He felt that he did not do it as a man of the world would have done it,
and in putting her into the ramshackle carryall he knew that he had not
the grace of the sort of man who does nothing else. But Miss Shirley
seemed to have grace enough, of a feeble and broken sort, for both, and
he resolved to supply his own lack with sincerity. He therefore set his
jaw firmly and made its upper angles jut sharply through his clean-shaven
cheeks. It was well that Miss Shirley had some beauty to spare, too, for
Verrian had scarcely enough for himself. Such distinction as he had was
from a sort of intellectual tenseness which showed rather in the gaunt
forms of his face than in the gray eyes, heavily lashed above and below,
and looking serious but dull with their rank, black brows. He was
chewing a cud of bitterness in the accusal he made himself of having
forced Miss Shirley to give her name; but with that interesting
personality at his side, under the same tattered and ill-scented Japanese
goat-skin, he could not refuse to be glad, with all his self-blame.
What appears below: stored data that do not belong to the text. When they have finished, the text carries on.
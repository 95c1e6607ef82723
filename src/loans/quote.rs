use chrono::{Months, NaiveDate};
use serde::Serialize;

use crate::errors::NatilleraError;

/// Monthly installment for `total` over `term_months`; the whole total when the
/// term is zero.
pub fn installment_amount(total: f64, term_months: u32) -> f64 {
    if term_months == 0 {
        total
    } else {
        total / f64::from(term_months)
    }
}

/// Terms offered to a member before the loan is created.
///
/// Interest is simple: the monthly rate applies to the principal once per
/// month of the term.
#[derive(Debug, Clone, PartialEq, Serialize)]
pub struct LoanQuote {
    pub principal: f64,
    pub monthly_rate_pct: f64,
    pub term_months: u32,
    pub total_interest: f64,
    pub total: f64,
    pub installment: f64,
    pub start: NaiveDate,
    pub due_date: NaiveDate,
}

impl LoanQuote {
    pub fn new(
        principal: f64,
        monthly_rate_pct: f64,
        term_months: u32,
        start: NaiveDate,
    ) -> Result<Self, NatilleraError> {
        if !principal.is_finite() || principal <= 0.0 {
            return Err(NatilleraError::InvalidInput(format!(
                "loan principal must be positive, got {principal}"
            )));
        }
        if !monthly_rate_pct.is_finite() || monthly_rate_pct < 0.0 {
            return Err(NatilleraError::InvalidInput(format!(
                "interest rate cannot be negative, got {monthly_rate_pct}"
            )));
        }
        if term_months == 0 {
            return Err(NatilleraError::InvalidInput(
                "loan term must be at least one month".into(),
            ));
        }

        let total_interest = principal * (monthly_rate_pct / 100.0) * f64::from(term_months);
        let total = principal + total_interest;
        let due_date = start
            .checked_add_months(Months::new(term_months))
            .ok_or_else(|| NatilleraError::InvalidInput("loan due date out of range".into()))?;

        Ok(Self {
            principal,
            monthly_rate_pct,
            term_months,
            total_interest,
            total,
            installment: installment_amount(total, term_months),
            start,
            due_date,
        })
    }
}

#[cfg(test)]
mod tests {
    use super::*;

    fn date(y: i32, m: u32, d: u32) -> NaiveDate {
        NaiveDate::from_ymd_opt(y, m, d).unwrap()
    }

    #[test]
    fn quotes_simple_monthly_interest() {
        let quote = LoanQuote::new(1_000_000.0, 2.0, 6, date(2024, 1, 31)).unwrap();
        assert!((quote.total_interest - 120_000.0).abs() < 1e-6);
        assert!((quote.total - 1_120_000.0).abs() < 1e-6);
        assert!((quote.installment - 1_120_000.0 / 6.0).abs() < 1e-6);
        assert_eq!(quote.due_date, date(2024, 7, 31));
    }

    #[test]
    fn due_date_clamps_to_month_end() {
        let quote = LoanQuote::new(500.0, 0.0, 1, date(2024, 1, 31)).unwrap();
        assert_eq!(quote.due_date, date(2024, 2, 29));
        assert_eq!(quote.total, 500.0);
    }

    #[test]
    fn rejects_invalid_terms() {
        let start = date(2024, 1, 1);
        assert!(LoanQuote::new(0.0, 1.0, 3, start).is_err());
        assert!(LoanQuote::new(100.0, -1.0, 3, start).is_err());
        assert!(LoanQuote::new(100.0, 1.0, 0, start).is_err());
        assert!(LoanQuote::new(f64::NAN, 1.0, 3, start).is_err());
    }

    #[test]
    fn zero_term_installment_is_the_total() {
        assert_eq!(installment_amount(900.0, 0), 900.0);
        assert_eq!(installment_amount(900.0, 3), 300.0);
    }
}
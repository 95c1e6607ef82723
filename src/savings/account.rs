use serde::{Deserialize, Serialize};

use crate::{
    core::time::Clock,
    errors::NatilleraError,
    ledger::{
        next_due_month, MonthTag, Transaction, CONTRIBUTION_KIND, RECORD_TIMESTAMP_FORMAT,
    },
    utils::lenient,
};

/// Monthly rate applied to accounts that were never configured.
pub const DEFAULT_INTEREST_RATE_PCT: f64 = 8.5;

const INCOME_CATEGORY: &str = "ingreso";

fn default_rate() -> f64 {
    DEFAULT_INTEREST_RATE_PCT
}

/// Savings configuration and running balance for one member.
#[derive(Debug, Clone, Serialize, Deserialize, PartialEq)]
pub struct SavingsAccount {
    #[serde(rename = "ahorro_mensual", default, deserialize_with = "lenient::number")]
    pub monthly_contribution: f64,
    #[serde(rename = "total_ahorrado", default, deserialize_with = "lenient::number")]
    pub total_saved: f64,
    #[serde(
        rename = "porcentaje_interes",
        default = "default_rate",
        deserialize_with = "lenient::number"
    )]
    pub interest_rate_pct: f64,
    #[serde(rename = "interes_ganado", default, deserialize_with = "lenient::number")]
    pub interest_earned: f64,
}

impl Default for SavingsAccount {
    fn default() -> Self {
        Self::new(0.0, DEFAULT_INTEREST_RATE_PCT)
    }
}

/// Everything produced by posting one monthly contribution.
#[derive(Debug, Clone, PartialEq)]
pub struct ContributionReceipt {
    pub due: MonthTag,
    pub amount: f64,
    pub total_saved: f64,
    pub interest_earned: f64,
    pub transaction: Transaction,
}

impl SavingsAccount {
    pub fn new(monthly_contribution: f64, interest_rate_pct: f64) -> Self {
        Self {
            monthly_contribution: lenient::finite_or_zero(monthly_contribution),
            total_saved: 0.0,
            interest_rate_pct: lenient::finite_or_zero(interest_rate_pct),
            interest_earned: 0.0,
        }
    }

    /// Updates the monthly contribution and rate, leaving balances untouched.
    pub fn configure(&mut self, monthly_contribution: f64, interest_rate_pct: f64) {
        self.monthly_contribution = lenient::finite_or_zero(monthly_contribution).trunc();
        self.interest_rate_pct = lenient::finite_or_zero(interest_rate_pct);
    }

    /// Posts the configured contribution for the next due month.
    ///
    /// The balance grows by the contribution and one month of interest, and is
    /// kept in whole currency units. The returned transaction is the ledger
    /// record to append to `history`.
    pub fn post_contribution(
        &mut self,
        history: &[Transaction],
        clock: &dyn Clock,
    ) -> Result<ContributionReceipt, NatilleraError> {
        let amount = self.monthly_contribution.trunc();
        if amount <= 0.0 {
            return Err(NatilleraError::InvalidInput(
                "define a positive monthly contribution before posting".into(),
            ));
        }

        let rate = self.interest_rate_pct / 100.0;
        let before = self.total_saved;
        let after = (before + amount) * (1.0 + rate);

        self.total_saved = after.round();
        self.interest_earned += self.total_saved - (before + amount);

        let due = next_due_month(history, clock);
        let timestamp = clock.local_now().format(RECORD_TIMESTAMP_FORMAT).to_string();
        let transaction = Transaction::new(
            CONTRIBUTION_KIND,
            format!("Aporte mensual registrado ({due})"),
            Some(timestamp),
            amount,
        )
        .with_category(INCOME_CATEGORY);

        tracing::info!(
            %due,
            amount,
            total_saved = self.total_saved,
            "contribution posted"
        );

        Ok(ContributionReceipt {
            due,
            amount,
            total_saved: self.total_saved,
            interest_earned: self.interest_earned,
            transaction,
        })
    }

    /// Clears balances while keeping the configured contribution and rate.
    pub fn reset(&mut self) {
        self.total_saved = 0.0;
        self.interest_earned = 0.0;
        tracing::info!("savings balances reset");
    }
}
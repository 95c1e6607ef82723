use natillera_core::{cli::run_cli, init};

fn main() {
    init();

    if let Err(err) = run_cli() {
        eprintln!("Error: {err}");
        std::process::exit(1);
    }
}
"I'm afraid it's rather a long drive-for you, Miss Shirley," he ventured,
with a glance at her face, which looked very little under her hat. "The
driver says it's five miles round through the marshes."

"Oh, I shall not mind," she said, courageously, if not cheerfully, and he
did not feel authorized further to recognize the fact that she was an
invalid, or at best a convalescent.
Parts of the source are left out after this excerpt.